Albosaggia e Caiolo scommettono sulle tecnologie intelligenti: nasce “RESTARE VICINI”, il laboratorio montano contro la solitudine degli anziani
In territori ampi e frammentati, dove le distanze pesano soprattutto d’inverno e l’invecchiamento della popolazione è una realtà strutturale, Albosaggia e Caiolo scelgono di trasformare un limite geografico in un laboratorio di innovazione sociale. La Fondazione Albosaggia, i Comuni di Albosaggia e Caiolo e la partnership scientifica dell’Università degli Studi di Bergamo, hanno formalmente candidato a Fondazione Cariplo, nell’ambito del Bando Emblematici 2026, il progetto “RESTARE VICINI – Tecnologie intelligenti e welfare di comunità per anziani meno soli”. Una sperimentazione concentrata e ad alta intensità, costruita in un’area ben definita per essere pienamente monitorabile, integrata con i servizi locali e capace di generare un modello replicabile per altri territori montani.

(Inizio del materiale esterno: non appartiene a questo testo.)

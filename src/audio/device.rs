//! ALSA device naming.
//!
//! Operators write card/device pairs (`hw:0,0`, `plughw:1`), while the
//! device list handed out by the sound host uses hint names keyed by card
//! id (`hw:CARD=PCH,DEV=0`).

use std::fs;

/// PCM plugins whose `card,device` form has a `CARD=..,DEV=..` hint
const CARD_PLUGINS: &[&str] = &["hw", "plughw"];

/// Names to look for, in order, when opening `requested`.
///
/// The requested string always comes first. A `hw:`/`plughw:` name given as
/// `card[,device]` is followed by its hint form, with a numeric card
/// resolved to its id through `card_id`.
pub fn alsa_hint_names(requested: &str, card_id: impl Fn(u32) -> Option<String>) -> Vec<String> {
    let requested = requested.trim();
    let mut names = vec![requested.to_string()];

    let Some((plugin, rest)) = requested.split_once(':') else {
        return names;
    };
    if !CARD_PLUGINS.contains(&plugin) || rest.contains('=') {
        return names;
    }

    let (card, dev) = match rest.split_once(',') {
        Some((card, dev)) => (card.trim(), dev.trim()),
        None => (rest.trim(), "0"),
    };
    if card.is_empty() || dev.is_empty() {
        return names;
    }

    let id = match card.parse::<u32>() {
        Ok(index) => card_id(index),
        Err(_) => Some(card.to_string()),
    };
    if let Some(id) = id {
        names.push(format!("{}:CARD={},DEV={}", plugin, id, dev));
    }

    names
}

/// Card id of sound card `index`, as the kernel reports it
pub fn proc_card_id(index: u32) -> Option<String> {
    let id = fs::read_to_string(format!("/proc/asound/card{}/id", index)).ok()?;
    let id = id.trim();
    (!id.is_empty()).then(|| id.to_string())
}
use std::sync::Arc;
use std::thread;

use anyhow::{ensure, Context, Result};
use tracing::{error, info};

use super::config::AudioSessionConfig;
use super::control::{RunControl, BACKOFF};
use super::report::{close_logged, StreamKind, WorkerExit, WorkerReport};
use crate::audio::AudioSource;
use crate::backend::Backend;
use crate::sink::Sink;

const STREAM: StreamKind = StreamKind::Audio;

/// Capture → sink loop for the audio stream
pub struct AudioWorker {
    config: AudioSessionConfig,
    control: RunControl,
    backend: Arc<dyn Backend>,
}

impl AudioWorker {
    pub fn new(config: AudioSessionConfig, control: RunControl, backend: Arc<dyn Backend>) -> Self {
        Self {
            config,
            control,
            backend,
        }
    }

    /// Open the device and sink, copy chunks until stop/limit/failure, then
    /// tear down. Failures are logged and counted, never returned.
    pub fn run(self) -> WorkerReport {
        let stats = self.control.stats();
        let cfg = &self.config;

        let mut source = match self.backend.open_audio_source(cfg) {
            Ok(source) => source,
            Err(e) => {
                error!("[audio] capture open failed: {}: {:#}", cfg.device, e);
                stats.record_dropped(1);
                return WorkerReport::open_failed(STREAM);
            }
        };

        let mut sink = match self.backend.open_sink(&cfg.output) {
            Ok(sink) => sink,
            Err(e) => {
                error!("[audio] sink open failed: {}: {:#}", cfg.output, e);
                stats.record_dropped(1);
                close_logged(STREAM, "capture", source.close());
                return WorkerReport::open_failed(STREAM);
            }
        };

        let chunk = source.format().chunk_bytes();
        let mut buf = match chunk_buffer(chunk) {
            Ok(buf) => buf,
            Err(e) => {
                error!("[audio] {:#}", e);
                stats.record_dropped(1);
                close_logged(STREAM, "sink", sink.close());
                close_logged(STREAM, "capture", source.close());
                return WorkerReport::open_failed(STREAM);
            }
        };

        if let Err(e) = source.start() {
            error!("[audio] capture start failed: {}: {:#}", cfg.device, e);
            stats.record_dropped(1);
            close_logged(STREAM, "sink", sink.close());
            close_logged(STREAM, "capture", source.close());
            return WorkerReport::open_failed(STREAM);
        }

        let format = source.format();
        info!(
            "[audio] start capture -> {} ({}Hz ch={} chunk={} bytes)",
            sink.describe(),
            format.sample_rate,
            format.channels,
            chunk
        );

        let report = self.pump(source.as_mut(), sink.as_mut(), &mut buf);

        info!(
            "[audio] done, bytes={} chunks={} ({})",
            report.bytes, report.units, report.exit
        );

        close_logged(STREAM, "sink", sink.close());
        close_logged(STREAM, "capture", source.close());

        report
    }

    fn pump(&self, source: &mut dyn AudioSource, sink: &mut dyn Sink, buf: &mut [u8]) -> WorkerReport {
        let stats = self.control.stats();
        let limit = self.config.byte_limit(&source.format());
        let mut chunks = 0u64;
        let mut written = 0u64;

        let exit = loop {
            if self.control.is_stopped() {
                break WorkerExit::Stopped;
            }

            // Never ask for more than is left under the limit.
            let want = match limit {
                Some(limit) if written >= limit => break WorkerExit::LimitReached,
                Some(limit) => capped_read_len(buf.len(), limit - written),
                None => buf.len(),
            };

            let n = match source.read(&mut buf[..want]) {
                Ok(0) => {
                    thread::sleep(BACKOFF);
                    continue;
                }
                Ok(n) => n.min(want),
                Err(e) => {
                    error!("[audio] read failed on {}: {:#}", source.name(), e);
                    stats.record_dropped(1);
                    break WorkerExit::Failed;
                }
            };

            if let Err(e) = sink.write(&buf[..n]) {
                error!("[audio] write failed: {:#}", e);
                stats.record_dropped(1);
                break WorkerExit::Failed;
            }

            written += n as u64;
            chunks += 1;
            stats.record_audio_chunk();
        };

        WorkerReport {
            stream: STREAM,
            units: chunks,
            bytes: written,
            exit,
        }
    }
}

/// Bytes to ask the device for when `remaining` bytes are left under the limit
pub fn capped_read_len(chunk: usize, remaining: u64) -> usize {
    chunk.min(usize::try_from(remaining).unwrap_or(usize::MAX))
}

fn chunk_buffer(size: usize) -> Result<Vec<u8>> {
    ensure!(size > 0, "device reported a zero-byte period");
    let mut buf = Vec::new();
    buf.try_reserve_exact(size)
        .with_context(|| format!("Failed to allocate {} byte audio chunk", size))?;
    buf.resize(size, 0);
    Ok(buf)
}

Il cuore del progetto è un’idea semplice e insieme rivoluzionaria: usare l’intelligenza artificiale per rafforzare le relazioni umane, non per sostituirle. Accanto alle “Piazze Virtuali” domiciliari – spazi digitali accessibili da casa per ricreare comunità e socialità – entreranno nelle abitazioni robot sociali dotati di AI conversazionale e adattiva, capaci di interagire in modo empatico, apprendere abitudini e preferenze, proporre stimoli cognitivi, ricordare appuntamenti e terapie, facilitare il contatto con operatori e familiari.
Non macchine fredde, ma strumenti intelligenti progettati per affiancare il lavoro prezioso degli operatori e dei servizi già attivi sul territorio. I dispositivi, nel pieno rispetto della privacy e dei principi etici, contribuiranno a raccogliere indicatori indiretti di benessere e a segnalare precocemente cambiamenti nelle routine o nei comportamenti, alimentando sistemi di analisi predittiva sviluppati con il supporto accademico. L’obiettivo è anticipare le fragilità prima che diventino emergenze, rendendo il welfare più tempestivo, personalizzato e sostenibile.
È un ulteriore passo verso un cambio di paradigma: da un modello reattivo, che interviene quando il problema è già esploso, a un ecosistema di cura intelligente, capace di integrare dati, tecnologia e prossimità. E soprattutto capace di sostenere la permanenza delle persone anziane nella propria casa, nel proprio ambiente di vita, nelle relazioni che danno senso all’esistenza. Non istituzionalizzare, ma accompagnare. Non spostare le persone verso i servizi, ma portare servizi e comunità dentro le case.
Il sindaco di Albosaggia, Graziano Murada, sottolinea:
“Abbiamo scelto di investire in un progetto che guarda lontano. Nei territori montani la solitudine degli anziani è una questione silenziosa ma profonda. Con RESTARE VICINI vogliamo dimostrare che anche in un Comune di dimensioni contenute si può costruire un modello avanzato, integrando tecnologia e relazioni umane. Non è solo un intervento sociale: è una visione di comunità che si prende cura dei propri cittadini più fragili e che può diventare riferimento per altri territori montani.”
Altrettanto deciso il sindaco di Caiolo, Pietro Bianchini:
“Per un piccolo Comune come il nostro significa assumersi una responsabilità: sperimentare, innovare, collaborare. Crediamo che la montagna possa essere un luogo di avanguardia nel welfare, non di marginalità.”
Se finanziato, il progetto prenderà avvio nel gennaio 2027 e si svilupperà fino al 2030. L’ambizione è chiara: fare della montagna non un’area da compensare, ma un luogo da cui far partire un nuovo modello di welfare per l’invecchiamento, capace di coniugare intelligenza artificiale e intelligenza sociale.